Brian Wilson: Long Promised Road (2021)

There has been a lot of Brian Wilson’s story that has been told on film, and I have seen a number of them, but this one has such a charming demeanor, and tells his end story so nicely that it is well worth watching. Brian Wilson is a pop genius to be sure, but he did more than write great pop music. He turned pop songs into hymns, soaring chorales, sublimely delicate and jaunty effusions of sweet-souled sound laced with an underlying sadness that celebrates the joyfulness of an emotional life. The movie cuts back and forth between the saga of Wilson and the Beach Boys and a “Carpool Karaoke”-style conversation between Brian, still hale and hanging in there with his tentative, blunted, anxiety-ridden, doggedly sincere approach to everyday experience, and Jason Fine, an editor at Rolling Stone magazine, who met Wilson during the course of doing a feature on him in the mid-’90s.
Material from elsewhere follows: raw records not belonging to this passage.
use std::path::PathBuf;

use thiserror::Error;

#[derive(Debug, Error)]
pub enum ModelError {
    #[error("failed to read alias table {path}: {source}")]
    AliasRead {
        path: PathBuf,
        #[source]
        source: std::io::Error,
    },
    #[error("failed to parse alias table: {0}")]
    AliasParse(#[from] serde_json::Error),
    #[error("alias table has no '{field}' field")]
    MissingIdentityField { field: String },
    #[error("invalid alias table: {reason}")]
    InvalidSchema { reason: String },
}

pub type Result<T> = std::result::Result<T, ModelError>;
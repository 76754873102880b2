//! Configuration options for a merge run.

use serde::{Deserialize, Serialize};

/// Tabular format used for exported datasets.
#[derive(Debug, Clone, Copy, PartialEq, Eq, Default, Serialize, Deserialize)]
pub enum OutputFormat {
    #[default]
    Csv,
    Json,
}

impl OutputFormat {
    /// File extension for this format, without the leading dot.
    pub fn extension(self) -> &'static str {
        match self {
            Self::Csv => "csv",
            Self::Json => "json",
        }
    }
}

/// Options controlling which views a merge run exports.
#[derive(Debug, Clone, Serialize, Deserialize)]
pub struct MergeOptions {
    /// Write the full merged dataset.
    pub write_merged: bool,

    /// Write the condensed projection.
    pub write_condensed: bool,

    /// Format for both exported views.
    pub format: OutputFormat,
}

impl Default for MergeOptions {
    fn default() -> Self {
        Self {
            write_merged: true,
            write_condensed: true,
            format: OutputFormat::default(),
        }
    }
}

impl MergeOptions {
    pub fn new() -> Self {
        Self::default()
    }

    pub fn with_format(mut self, format: OutputFormat) -> Self {
        self.format = format;
        self
    }

    pub fn with_condensed(mut self, enable: bool) -> Self {
        self.write_condensed = enable;
        self
    }

    pub fn with_merged(mut self, enable: bool) -> Self {
        self.write_merged = enable;
        self
    }
}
The two began to hang out and became friends, and in “Long Promised Road” they cruise around L.A., talking and listening to Brian’s music and stopping at key locales: Paradise Cove, the home of “Surfin’ Safari”; the site of Wilson’s now-demolished childhood home in Hawthorne; the houses he lived in during the ’60s and ’70s; the home of his late brother Carl; and the Beverly Glen Deli, where the two chat over Cobb salads and ice-cream sundaes. In the end, I felt a little bit better about Brian Wilson’s end game, and how the story all came out.